╭──

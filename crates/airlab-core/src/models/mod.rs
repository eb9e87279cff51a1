// ABOUTME: Domain models for users, assistants, conversations, documents, and integrations
// ABOUTME: Flat records mirroring the relational schema with JSON fields for semi-structured config
//
// SPDX-License-Identifier: MIT OR Apache-2.0
// Copyright (c) 2025 Air Lab

/// Generate the string-backed enum helpers shared by every stored enum
macro_rules! string_enum {
    ($name:ident { $($variant:ident => $text:literal),+ $(,)? }) => {
        impl $name {
            /// Database and wire representation
            #[must_use]
            pub const fn as_str(self) -> &'static str {
                match self {
                    $(Self::$variant => $text,)+
                }
            }
        }

        impl std::fmt::Display for $name {
            fn fmt(&self, f: &mut std::fmt::Formatter<'_>) -> std::fmt::Result {
                f.write_str(self.as_str())
            }
        }

        impl std::str::FromStr for $name {
            type Err = crate::errors::AppError;

            fn from_str(s: &str) -> Result<Self, Self::Err> {
                match s {
                    $($text => Ok(Self::$variant),)+
                    other => Err(crate::errors::AppError::invalid_input(format!(
                        "Unknown {} '{other}'",
                        stringify!($name)
                    ))),
                }
            }
        }
    };
}

mod assistant;
mod conversation;
mod document;
mod integration;
mod session;
mod user;

pub use assistant::{Assistant, AssistantTool, FunctionDefinition};
pub use conversation::{Channel, Conversation, MessageRole, StoredMessage};
pub use document::{DocumentStatus, GoogleDocsDocument, KnowledgeBaseEntry};
pub use integration::Integration;
pub use session::Session;
pub use user::{billing_period_start, BillingPlan, User, UserRole};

╰──

Filter the data above by the word "session" and copy every line that matches.

## Task output
mod session;
pub use session::Session;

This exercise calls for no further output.